Besides TLR, the innate response includes a family of cytoplasmic receptors that recognize components of microorganisms and abnormal/damaged host cells: the nucleotide-binding oligomerization domain-like receptors (NLRs) [10]. NLRs activation promotes a cascade of molecular signaling events that ultimately lead to inflammation and cell death [11]. In humans, the NLR family is composed of 23 members that share a central NACHT domain and a carboxy-terminal leucine-rich repeat region [12]. NOD1 (nucleotide-binding oligomerization domain containing 1) is a NLR member that contains an amino terminal caspase recruitment domain (CARD) required for triggering nuclear factor-κB (NF-κB) signaling. Activation of NOD1 involves the formation of a multiprotein signaling complex that includes RICK (RIP2) and initiates a variety of cellular responses including NF-κB activation, cytokine production and apoptosis induction [13], [14], [15], [16]. NOD1 is widely expressed in many cell types including epithelial and dendritic cells [17], [18]. To date, no data have been published concerning the presence of NOD1 in the heart, and the possible effects of its activation in cardiac cells. In the present study, we identify the presence of this NLR in mouse hearts. The specific stimulation of NOD1 with C12-iEDAP (iE) induces cardiac dysfunction that occurs concomitantly with cardiac fibrosis and apoptosis; however, iE-Lys, a chemically related molecule to iE but lacking NOD1 activation capacity, failed to exert cardiac dysfunction, pro-fibrotic or apoptotic effects. Administration of a NOD1 agonist (iE) induces the activation of NF-κB, TGF-β and apoptotic signaling pathways in whole hearts. At the cellular level, both cardiomyocytes and cardiac fibroblasts expressed NOD1. NLR activation in cardiomyocytes was associated with NF-κB pathway activation and with induction of apoptosis, whereas in fibroblasts was linked to NF-κB pathway activation and to increased expression of pro-fibrotic mediators. The down-regulation of NOD1 by specific siRNAs blunted the effect on the pro-fibrotic TGF-β pathway and cell apoptosis induced after selective NOD1 activation. Collectively, our results indicate that NOD1 stimulation induces cardiac dysfunction and modulates cardiac fibrosis and cardiomyocyte apoptosis, pathological processes involved in several diseases such as heart failure.

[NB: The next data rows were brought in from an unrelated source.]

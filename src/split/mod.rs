//! Bill splitting between event participants
//!
//! Unrestricted items are shared by everyone. Restricted items (alcoholic
//! drinks, typically) are shared only by the participants who consumed them.

use indexmap::{IndexMap, IndexSet};
use serde::{Deserialize, Serialize};
use thiserror::Error;

/// A priced line item, usually read from a receipt
#[derive(Debug, Clone, PartialEq, Serialize, Deserialize)]
pub struct BillItem {
    #[serde(default)]
    pub name: String,
    pub price: f64,
    /// Whether the cost is shared only by flagged participants
    #[serde(default, alias = "alcoholic")]
    pub restricted: bool,
}

impl BillItem {
    pub fn new(name: impl Into<String>, price: f64, restricted: bool) -> Self {
        Self {
            name: name.into(),
            price,
            restricted,
        }
    }
}

/// Errors raised by [`split_bill`]
#[derive(Error, Debug, Clone, PartialEq)]
pub enum SplitError {
    #[error("No participants were given")]
    NoParticipants,

    #[error("Item '{name}' has an invalid price ({price})")]
    InvalidPrice { name: String, price: f64 },
}

impl SplitError {
    pub fn error_code(&self) -> &'static str {
        match self {
            SplitError::NoParticipants => "NO_PARTICIPANTS",
            SplitError::InvalidPrice { .. } => "INVALID_PRICE",
        }
    }
}

/// Result of a bill split, all amounts rounded to cents
#[derive(Debug, Clone, PartialEq, Serialize)]
pub struct BillSplit {
    pub grand_total: f64,
    pub restricted_total: f64,
    pub unrestricted_total: f64,
    pub participant_count: usize,
    pub restricted_count: usize,
    /// What every participant pays for unrestricted items
    pub base_share: f64,
    /// What each flagged participant pays on top of the base share
    pub restricted_share: f64,
    /// Restricted cost nobody was flagged for
    pub unallocated_restricted: f64,
    /// Amount owed per participant, in input order
    pub shares: IndexMap<String, f64>,
}

impl BillSplit {
    pub fn share_of(&self, participant: &str) -> Option<f64> {
        self.shares.get(participant).copied()
    }
}

/// Split `items` between `participants`
///
/// Names are trimmed, blank names dropped and duplicates collapsed. Flagged
/// names that are not participants are ignored. When restricted items exist
/// but nobody is flagged, their cost is reported as `unallocated_restricted`.
pub fn split_bill<S: AsRef<str>>(
    items: &[BillItem],
    participants: &[S],
    restricted_participants: &[S],
) -> Result<BillSplit, SplitError> {
    let participants = normalize_names(participants.iter().map(AsRef::as_ref));
    if participants.is_empty() {
        return Err(SplitError::NoParticipants);
    }

    let flagged: IndexSet<&str> = normalize_names(restricted_participants.iter().map(AsRef::as_ref))
        .into_iter()
        .filter(|name| participants.contains(name))
        .collect();

    let mut restricted_total = 0.0;
    let mut unrestricted_total = 0.0;
    for item in items {
        if !item.price.is_finite() {
            return Err(SplitError::InvalidPrice {
                name: item.name.clone(),
                price: item.price,
            });
        }
        if item.restricted {
            restricted_total += item.price;
        } else {
            unrestricted_total += item.price;
        }
    }

    let base_share = unrestricted_total / participants.len() as f64;
    let (restricted_share, unallocated) = if flagged.is_empty() {
        (0.0, restricted_total)
    } else {
        (restricted_total / flagged.len() as f64, 0.0)
    };

    let shares = participants
        .iter()
        .map(|name| {
            let owed = if flagged.contains(name) {
                base_share + restricted_share
            } else {
                base_share
            };
            (name.to_string(), round_cents(owed))
        })
        .collect();

    tracing::debug!(
        participants = participants.len(),
        flagged = flagged.len(),
        total = restricted_total + unrestricted_total,
        "Split bill"
    );

    Ok(BillSplit {
        grand_total: round_cents(restricted_total + unrestricted_total),
        restricted_total: round_cents(restricted_total),
        unrestricted_total: round_cents(unrestricted_total),
        participant_count: participants.len(),
        restricted_count: flagged.len(),
        base_share: round_cents(base_share),
        restricted_share: round_cents(restricted_share),
        unallocated_restricted: round_cents(unallocated),
        shares,
    })
}

/// Parse a comma-separated participant list such as `"Ana, Bia, ,Caio"`
pub fn parse_participants(input: &str) -> Vec<String> {
    normalize_names(input.split(','))
        .into_iter()
        .map(str::to_string)
        .collect()
}

fn normalize_names<'a>(names: impl Iterator<Item = &'a str>) -> IndexSet<&'a str> {
    names.map(str::trim).filter(|name| !name.is_empty()).collect()
}

/// Round half away from zero to two decimals
pub fn round_cents(value: f64) -> f64 {
    (value * 100.0).round() / 100.0
}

(A) Ejection fraction obtained in mice treated for 2 weeks (daily) with vehicle or the indicated concentrations of iE. (B) Ejection fraction obtained in mice treated during 3, 7 or 14 days with vehicle or 150 µg of iE. (C,D) Representative echocardiographic images (M mode) of mouse hearts treated for two weeks with vehicle (C) or 150 µg of iE (D). End Systolic Diameter (ESD), End Diastolic Diameter (EDD), and left ventricle Posterior Walls (PW) are indicated. *p<0.05, ***p<0.001 vs. vehicle.
Materials and Methods
Chemicals
To selective stimulate NOD1 the agonist C12-iE-DAP (iE, InvivoGen) was used [19], [20]. Animals received i.p. 150 µg of iE, or vehicle (Veh.) per day for a total of 2 weeks [21], [22]. iE-Lys was used as negative control of C12-iE-DAP (InvivoGen). Staurosporine was from Calbiochem (San Jose, CA).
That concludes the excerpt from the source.